◆ WORK ORDER ◆
Would you please return the lines of the material that contain the word "bool"?

◆ EXTRACTED INFORMATION ◆

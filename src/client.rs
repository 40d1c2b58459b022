//! ImxClient - main entry point for the SDK

use crate::api::types::{CancelOrderResponse, CreateExchangeTransferResponse, CreateOrderResponse,
    CreateTradeResponse, CreateTransferV1Response, CreateTransferV2Response,
    CreateWithdrawalResponse, RegisterUserResponse};
use crate::api::ImxApi;
use crate::config::ProviderConfiguration;
use crate::error::{Result, WorkflowError};
use crate::signer::{EthSigner, StarkSigner};
use crate::types::{OrderParams, Token, TransferParams};
use crate::workflows;
use alloy::primitives::{Address, TxHash, U256};

/// Main client for the Immutable X network.
///
/// Composes the API client, the L1/L2 signer pair and the environment
/// configuration behind one method per workflow. Every entry point first
/// validates that the L1 signer's connected chain matches the configured
/// one; nothing is sent anywhere when it does not.
pub struct ImxClient<A: ImxApi, E: EthSigner, S: StarkSigner> {
    api: A,
    eth_signer: E,
    stark_signer: S,
    config: ProviderConfiguration,
}

impl<A: ImxApi, E: EthSigner, S: StarkSigner> ImxClient<A, E, S> {
    /// Create a new client from its parts
    pub fn new(api: A, eth_signer: E, stark_signer: S, config: ProviderConfiguration) -> Self {
        Self {
            api,
            eth_signer,
            stark_signer,
            config,
        }
    }

    /// The L1 address of this client's signer pair
    pub fn address(&self) -> Address {
        self.eth_signer.address()
    }

    /// The L2 public key of this client's signer pair
    pub fn stark_public_key(&self) -> &str {
        self.stark_signer.public_key()
    }

    /// The active configuration
    pub fn config(&self) -> &ProviderConfiguration {
        &self.config
    }

    #[cfg(test)]
    pub(crate) fn stark_signer(&self) -> &S {
        &self.stark_signer
    }

    async fn ensure_chain(&self) -> Result<()> {
        let actual = self.eth_signer.chain_id().await?;
        if actual != self.config.chain_id {
            return Err(WorkflowError::ChainMismatch {
                expected: self.config.chain_id,
                actual,
            }
            .into());
        }
        Ok(())
    }

    // ========== Registration ==========

    /// Whether the network holds a user record for this address
    pub async fn is_registered_offchain(&self) -> Result<bool> {
        self.ensure_chain().await?;
        workflows::registration::is_registered_offchain(&self.api, self.address()).await
    }

    /// Whether the Stark key is registered on the current-generation
    /// registration contract
    pub async fn is_registered_onchain(&self) -> Result<bool> {
        self.ensure_chain().await?;
        workflows::registration::is_registered_onchain(
            &self.eth_signer,
            self.config.registration_v4_contract_address,
            self.stark_public_key(),
        )
        .await
    }

    /// Register the signer pair's account off-chain
    pub async fn register_offchain(&self) -> Result<RegisterUserResponse> {
        self.ensure_chain().await?;
        workflows::registration::register_offchain(&self.api, &self.eth_signer, &self.stark_signer)
            .await
    }

    // ========== Deposits ==========

    /// Deposit any token, dispatching by variant
    pub async fn deposit(&self, token: &Token, amount: U256) -> Result<TxHash> {
        self.ensure_chain().await?;
        workflows::deposit::deposit(&self.api, &self.eth_signer, &self.config, token, amount).await
    }

    /// Deposit ETH (amount in wei)
    pub async fn deposit_eth(&self, amount: U256) -> Result<TxHash> {
        self.ensure_chain().await?;
        workflows::deposit::deposit_eth(&self.api, &self.eth_signer, &self.config, amount).await
    }

    /// Deposit an ERC20 amount (in the token's smallest unit)
    pub async fn deposit_erc20(&self, token_address: Address, amount: U256) -> Result<TxHash> {
        self.ensure_chain().await?;
        workflows::deposit::deposit_erc20(
            &self.api,
            &self.eth_signer,
            &self.config,
            token_address,
            amount,
        )
        .await
    }

    /// Deposit a single ERC721 token
    pub async fn deposit_nft(&self, token_address: Address, token_id: &str) -> Result<TxHash> {
        self.ensure_chain().await?;
        workflows::deposit::deposit_erc721(
            &self.api,
            &self.eth_signer,
            &self.config,
            token_address,
            token_id,
        )
        .await
    }

    // ========== Withdrawals ==========

    /// Request, dual-sign and submit a withdrawal (off-chain)
    pub async fn prepare_withdrawal(
        &self,
        token: &Token,
        amount: U256,
    ) -> Result<CreateWithdrawalResponse> {
        self.ensure_chain().await?;
        workflows::withdrawal::prepare_withdrawal(
            &self.api,
            &self.eth_signer,
            &self.stark_signer,
            token,
            amount,
        )
        .await
    }

    /// Execute the on-chain side of a prepared withdrawal
    pub async fn complete_withdrawal(&self, token: &Token) -> Result<TxHash> {
        self.ensure_chain().await?;
        workflows::withdrawal::complete_withdrawal(
            &self.api,
            &self.eth_signer,
            &self.config,
            self.stark_public_key(),
            token,
        )
        .await
    }

    // ========== Trading ==========

    /// Create a sell order
    pub async fn create_order(&self, params: &OrderParams) -> Result<CreateOrderResponse> {
        self.ensure_chain().await?;
        workflows::trading::create_order(&self.api, &self.eth_signer, &self.stark_signer, params)
            .await
    }

    /// Cancel an order by id
    pub async fn cancel_order(&self, order_id: u64) -> Result<CancelOrderResponse> {
        self.ensure_chain().await?;
        workflows::trading::cancel_order(&self.api, &self.eth_signer, &self.stark_signer, order_id)
            .await
    }

    /// Fill a maker order
    pub async fn create_trade(&self, order_id: u64) -> Result<CreateTradeResponse> {
        self.ensure_chain().await?;
        workflows::trading::create_trade(&self.api, &self.eth_signer, &self.stark_signer, order_id)
            .await
    }

    // ========== Transfers ==========

    /// Transfer one asset to one receiver
    pub async fn transfer(&self, params: &TransferParams) -> Result<CreateTransferV1Response> {
        self.ensure_chain().await?;
        workflows::transfer::transfer(&self.api, &self.eth_signer, &self.stark_signer, params)
            .await
    }

    /// Transfer N assets in one request
    pub async fn batch_transfer(
        &self,
        transfers: &[TransferParams],
    ) -> Result<CreateTransferV2Response> {
        self.ensure_chain().await?;
        workflows::transfer::batch_transfer(
            &self.api,
            &self.eth_signer,
            &self.stark_signer,
            transfers,
        )
        .await
    }

    /// Transfer one asset into an exchange's deposit flow
    pub async fn exchange_transfer(
        &self,
        exchange_id: u64,
        params: &TransferParams,
    ) -> Result<CreateExchangeTransferResponse> {
        self.ensure_chain().await?;
        workflows::transfer::exchange_transfer(
            &self.api,
            &self.eth_signer,
            &self.stark_signer,
            exchange_id,
            params,
        )
        .await
    }
}

#[cfg(test)]
mod tests {
    use super::*;
    use crate::testutil::{MockApi, MockEthSigner, MockStarkSigner};

    fn address() -> Address {
        "0x7e5f4552091a69125d5dfcb7b8c2659029395bdf"
            .parse()
            .unwrap()
    }

    fn client_on_chain(
        chain_id: u64,
    ) -> ImxClient<MockApi, MockEthSigner, MockStarkSigner> {
        let api = MockApi::default();
        let signer = MockEthSigner::new(address(), chain_id).with_shared_log(api.log.clone());
        let stark = MockStarkSigner::new("0x0abc");
        ImxClient::new(api, signer, stark, ProviderConfiguration::sandbox())
    }

    #[tokio::test]
    async fn chain_mismatch_rejects_before_any_call() {
        // Sandbox expects 11155111; the signer reports mainnet.
        let client = client_on_chain(1);
        let amount = U256::from(1u64);

        let err = client.deposit_eth(amount).await.unwrap_err();
        assert!(err.to_string().contains("chain id"));
        let err = client.prepare_withdrawal(&Token::Eth, amount).await.unwrap_err();
        assert!(err.to_string().contains("chain id"));
        let err = client.complete_withdrawal(&Token::Eth).await.unwrap_err();
        assert!(err.to_string().contains("chain id"));
        let err = client.register_offchain().await.unwrap_err();
        assert!(err.to_string().contains("chain id"));
        let err = client.cancel_order(1).await.unwrap_err();
        assert!(err.to_string().contains("chain id"));

        // Nothing reached the API or a contract.
        assert!(client.api.log.is_empty());
        assert!(client.eth_signer.sent.lock().unwrap().is_empty());
    }

    #[tokio::test]
    async fn deposit_eth_end_to_end_returns_the_tx_hash() {
        let client = client_on_chain(11155111);
        let amount: U256 = "1000000000000000000".parse().unwrap();

        let hash = client.deposit_eth(amount).await.unwrap();
        assert_eq!(hash, client.eth_signer.tx_hash);

        let request = client
            .api
            .signable_deposit
            .lock()
            .unwrap()
            .clone()
            .unwrap();
        let value = serde_json::to_value(&request).unwrap();
        assert_eq!(
            value,
            serde_json::json!({
                "user": address().to_string(),
                "token": { "type": "ETH", "data": { "decimals": 18 } },
                "amount": "1000000000000000000",
            })
        );
    }

    #[tokio::test]
    async fn registration_queries_use_the_v4_contract_gate() {
        use alloy::sol_types::SolValue;

        let api = MockApi::default();
        let signer = MockEthSigner::new(address(), 11155111)
            .with_call_return(Ok(true.abi_encode().into()));
        let client = ImxClient::new(
            api,
            signer,
            MockStarkSigner::new("0x0abc"),
            ProviderConfiguration::sandbox(),
        );

        assert!(client.is_registered_onchain().await.unwrap());
        assert!(client.is_registered_offchain().await.unwrap());
    }
}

◆ EXERCISE RESULT ◆
    pub async fn is_registered_offchain(&self) -> Result<bool> {
    pub async fn is_registered_onchain(&self) -> Result<bool> {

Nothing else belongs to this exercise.